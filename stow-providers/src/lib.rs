// SPDX-License-Identifier: AGPL-3.0-or-later
//! Storage drivers for Stowage
//!
//! Local disks, network-share mounts and in-memory scratch space are always
//! available. Remote protocols sit behind cargo features.

mod backend;
mod config;
mod local;
mod memory;

#[cfg(feature = "http")]
mod http;
#[cfg(any(feature = "s3", feature = "webdav"))]
mod xml;

#[cfg(feature = "dropbox")]
pub mod dropbox;

#[cfg(feature = "ftp")]
pub mod ftp;

#[cfg(feature = "s3")]
pub mod s3;

#[cfg(feature = "webdav")]
pub mod webdav;

pub use backend::Backend;
pub use local::LocalBackend;
pub use memory::MemoryBackend;

#[cfg(feature = "dropbox")]
pub use dropbox::{DropboxBackend, DropboxConfig};

#[cfg(feature = "ftp")]
pub use ftp::{FtpBackend, FtpConfig};

#[cfg(feature = "s3")]
pub use s3::{S3Backend, S3Config};

#[cfg(feature = "webdav")]
pub use webdav::{WebDavAuth, WebDavBackend, WebDavConfig};

use async_trait::async_trait;
use std::sync::Arc;

use stow_core::{
    BackendFactory, ResolvedEndpoint, StorageDescriptor, StorageDriver, StorageKind, StowResult,
};

use config::Settings;

/// Builds drivers for every storage kind compiled into this crate
#[derive(Debug, Clone, Copy, Default)]
pub struct ProviderFactory;

impl ProviderFactory {
    pub fn new() -> Self {
        Self
    }

    /// Whether a driver for `kind` is compiled in
    pub fn supports(kind: StorageKind) -> bool {
        match kind {
            StorageKind::Local | StorageKind::NetworkShare | StorageKind::Memory => true,
            StorageKind::ObjectStore => cfg!(feature = "s3"),
            StorageKind::Webdav => cfg!(feature = "webdav"),
            StorageKind::Ftp => cfg!(feature = "ftp"),
            StorageKind::CloudDrive => cfg!(feature = "dropbox"),
            StorageKind::Sftp => false,
        }
    }
}

#[async_trait]
impl BackendFactory for ProviderFactory {
    fn endpoints(&self, descriptor: &StorageDescriptor) -> StowResult<Vec<String>> {
        match descriptor.kind {
            #[cfg(feature = "dropbox")]
            StorageKind::CloudDrive => {
                let settings = Settings::from_descriptor(descriptor)?;
                Ok(vec![
                    settings
                        .optional("api_url")
                        .unwrap_or(dropbox::DEFAULT_API_URL)
                        .to_string(),
                    settings
                        .optional("content_url")
                        .unwrap_or(dropbox::DEFAULT_CONTENT_URL)
                        .to_string(),
                ])
            }
            // Virtual-hosted buckets put the bucket in the hostname
            #[cfg(feature = "s3")]
            StorageKind::ObjectStore => {
                let settings = Settings::from_descriptor(descriptor)?;
                Ok(vec![S3Config::from_settings(&settings)?.request_base()])
            }
            _ => Ok(descriptor.endpoint().into_iter().collect()),
        }
    }

    async fn build(
        &self,
        descriptor: &StorageDescriptor,
        endpoints: &[ResolvedEndpoint],
    ) -> StowResult<Arc<dyn StorageDriver>> {
        Ok(Arc::new(Backend::connect(descriptor, endpoints)?))
    }
}

#[cfg(test)]
mod tests {
    use super::*;
    use stow_core::StowError;

    #[tokio::test]
    async fn test_build_local_and_memory() {
        let dir = tempfile::tempdir().unwrap();
        let factory = ProviderFactory::new();

        let local = StorageDescriptor::new("disk", StorageKind::Local, "Disk")
            .with_config("root", dir.path().to_string_lossy());
        let driver = factory.build(&local, &[]).await.unwrap();
        assert_eq!(driver.kind(), StorageKind::Local);
        driver.health_check().await.unwrap();

        let memory = StorageDescriptor::new("scratch", StorageKind::Memory, "Scratch");
        assert_eq!(factory.build(&memory, &[]).await.unwrap().kind(), StorageKind::Memory);
    }

    #[tokio::test]
    async fn test_missing_root_is_invalid_config() {
        let desc = StorageDescriptor::new("disk", StorageKind::Local, "Disk");
        let result = ProviderFactory::new().build(&desc, &[]).await;
        assert!(matches!(result, Err(StowError::InvalidConfig(_))));
    }

    #[tokio::test]
    async fn test_sftp_unsupported() {
        let desc = StorageDescriptor::new("box", StorageKind::Sftp, "Box").with_config("host", "example.com");
        assert!(!ProviderFactory::supports(StorageKind::Sftp));
        let result = ProviderFactory::new().build(&desc, &[]).await;
        assert!(matches!(result, Err(StowError::Unsupported(_))));
    }

    #[cfg(feature = "s3")]
    #[test]
    fn test_object_store_endpoint_is_request_base() {
        let desc = StorageDescriptor::new("bucket", StorageKind::ObjectStore, "Bucket")
            .with_config("endpoint", "https://s3.example.com")
            .with_config("bucket", "photos")
            .with_config("path_style", "false")
            .with_config("access_key_id", "AK")
            .with_config("secret_access_key", "SK");
        let endpoints = ProviderFactory::new().endpoints(&desc).unwrap();
        assert_eq!(endpoints.len(), 1);
        assert!(endpoints[0].contains("photos.s3.example.com"));
    }

    #[cfg(feature = "dropbox")]
    #[test]
    fn test_cloud_drive_validates_both_hosts() {
        let desc = StorageDescriptor::new("dbx", StorageKind::CloudDrive, "Dropbox")
            .with_config("access_token", "t");
        let endpoints = ProviderFactory::new().endpoints(&desc).unwrap();
        assert_eq!(endpoints, [dropbox::DEFAULT_API_URL, dropbox::DEFAULT_CONTENT_URL]);
    }

    #[test]
    fn test_default_endpoints_follow_descriptor() {
        let desc = StorageDescriptor::new("dav", StorageKind::Webdav, "DAV")
            .with_config("url", "https://dav.example.com/files");
        assert_eq!(
            ProviderFactory::new().endpoints(&desc).unwrap(),
            ["https://dav.example.com/files"]
        );
    }
}
#[cfg(test)]
mod tests {
    use super::*;
    use tokio::io::AsyncReadExt;
    use tokio::net::TcpListener;

    #[tokio::test]
    async fn test_read_single_and_multiline_replies() {
        let input: &[u8] = b"220 Welcome\r\n211-Features:\r\n MLST type*;size*;\r\n UTF8\r\n211 End\r\n";
        let mut reader = BufReader::new(input);
        let first = read_reply(&mut reader).await.unwrap();
        assert_eq!(first, Reply { code: 220, text: "Welcome".into() });
        let second = read_reply(&mut reader).await.unwrap();
        assert_eq!(second.code, 211);
        assert!(second.text.contains("MLST type*;size*;"));
        assert!(second.text.ends_with("End"));
    }

    #[tokio::test]
    async fn test_closed_connection_is_network_error() {
        let input: &[u8] = b"";
        let mut reader = BufReader::new(input);
        assert!(matches!(read_reply(&mut reader).await, Err(StowError::Network(_))));
    }

    #[test]
    fn test_passive_replies() {
        assert_eq!(parse_epsv("Entering Extended Passive Mode (|||6446|)"), Some(6446));
        assert_eq!(parse_pasv("Entering Passive Mode (10,0,0,5,195,80)"), Some(195 * 256 + 80));
        assert_eq!(parse_pasv("Entering Passive Mode (1,2,3)"), None);
    }

    #[test]
    fn test_parse_facts() {
        let (name, kind, size, modified) =
            parse_facts("type=file;size=1337;modify=20240102030405.123; report final.pdf").unwrap();
        assert_eq!(name, "report final.pdf");
        assert_eq!(kind, EntryKind::File);
        assert_eq!(size, 1337);
        assert!(modified.is_some());

        assert!(parse_facts("type=cdir;modify=20240102030405; .").is_none());
        assert_eq!(parse_facts("Type=dir; photos").unwrap().1, EntryKind::Directory);
    }

    #[test]
    fn test_server_path_rejects_control_characters() {
        let root = StoragePath::parse("/pub").unwrap();
        assert_eq!(
            server_path(&root, &StoragePath::parse("a/b").unwrap()).unwrap(),
            "/pub/a/b"
        );
        assert!(server_path(&root, &StoragePath::parse("evil\r\nDELE x").unwrap()).is_err());
    }

    /// Scripted server: login, one MLST, one MLSD over EPSV
    async fn serve_listing(listener: TcpListener) {
        let (control, _) = listener.accept().await.unwrap();
        let (read, mut write) = control.into_split();
        let mut lines = BufReader::new(read).lines();
        write.write_all(b"220 ready\r\n").await.unwrap();

        let data_listener = TcpListener::bind("127.0.0.1:0").await.unwrap();
        let data_port = data_listener.local_addr().unwrap().port();

        while let Some(line) = lines.next_line().await.unwrap() {
            let (cmd, _arg) = line.split_once(' ').unwrap_or((line.as_str(), ""));
            match cmd {
                "USER" => write.write_all(b"331 password please\r\n").await.unwrap(),
                "PASS" => write.write_all(b"230 logged in\r\n").await.unwrap(),
                "TYPE" => write.write_all(b"200 binary\r\n").await.unwrap(),
                "MLST" => write
                    .write_all(b"250-Listing\r\n type=dir;modify=20240101000000; /pub/docs\r\n250 End\r\n")
                    .await
                    .unwrap(),
                "EPSV" => write
                    .write_all(format!("229 Entering Extended Passive Mode (|||{data_port}|)\r\n").as_bytes())
                    .await
                    .unwrap(),
                "MLSD" => {
                    write.write_all(b"150 opening\r\n").await.unwrap();
                    let (mut data, _) = data_listener.accept().await.unwrap();
                    data.write_all(
                        b"type=cdir;modify=20240101000000; .\r\n\
                          type=file;size=5;modify=20240101000000; a.txt\r\n\
                          type=dir;modify=20240101000000; sub\r\n",
                    )
                    .await
                    .unwrap();
                    drop(data);
                    write.write_all(b"226 done\r\n").await.unwrap();
                }
                "QUIT" => {
                    write.write_all(b"221 bye\r\n").await.unwrap();
                    break;
                }
                _ => write.write_all(b"502 not implemented\r\n").await.unwrap(),
            }
        }
    }

    #[tokio::test]
    async fn test_list_against_scripted_server() {
        let listener = TcpListener::bind("127.0.0.1:0").await.unwrap();
        let addr = listener.local_addr().unwrap();
        let server = tokio::spawn(serve_listing(listener));

        let config = FtpConfig {
            host: "127.0.0.1".into(),
            port: addr.port(),
            username: "anna".into(),
            password: "secret".into(),
            root: StoragePath::parse("/pub").unwrap(),
        };
        let endpoint = ResolvedEndpoint {
            input: "127.0.0.1".into(),
            host: "127.0.0.1".into(),
            port: None,
            addrs: vec![addr],
        };
        let backend = FtpBackend::new(config, &endpoint).unwrap();

        let entries = backend.list(&StoragePath::parse("docs").unwrap()).await.unwrap();
        assert_eq!(entries.len(), 2);
        assert_eq!(entries[0].path.as_key(), "docs/a.txt");
        assert_eq!(entries[0].size, 5);
        assert!(entries[1].is_directory());

        server.await.unwrap();
    }

    #[tokio::test]
    async fn test_reply_error_mapping() {
        let mut buf = Vec::new();
        let mut reader = BufReader::new(&b"550 No such file\r\n"[..]);
        reader.read_to_end(&mut buf).await.unwrap();
        let reply = read_reply(&mut BufReader::new(&buf[..])).await.unwrap();
        assert!(matches!(reply.into_error("/x"), StowError::NotFound(_)));
    }
}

§ §

| TASK INSTRUCTIONS |
Your answer should consist of all lines in the listing above that contain "report".

| TASK OUTPUT |
            parse_facts("type=file;size=1337;modify=20240102030405.123; report final.pdf").unwrap();
        assert_eq!(name, "report final.pdf");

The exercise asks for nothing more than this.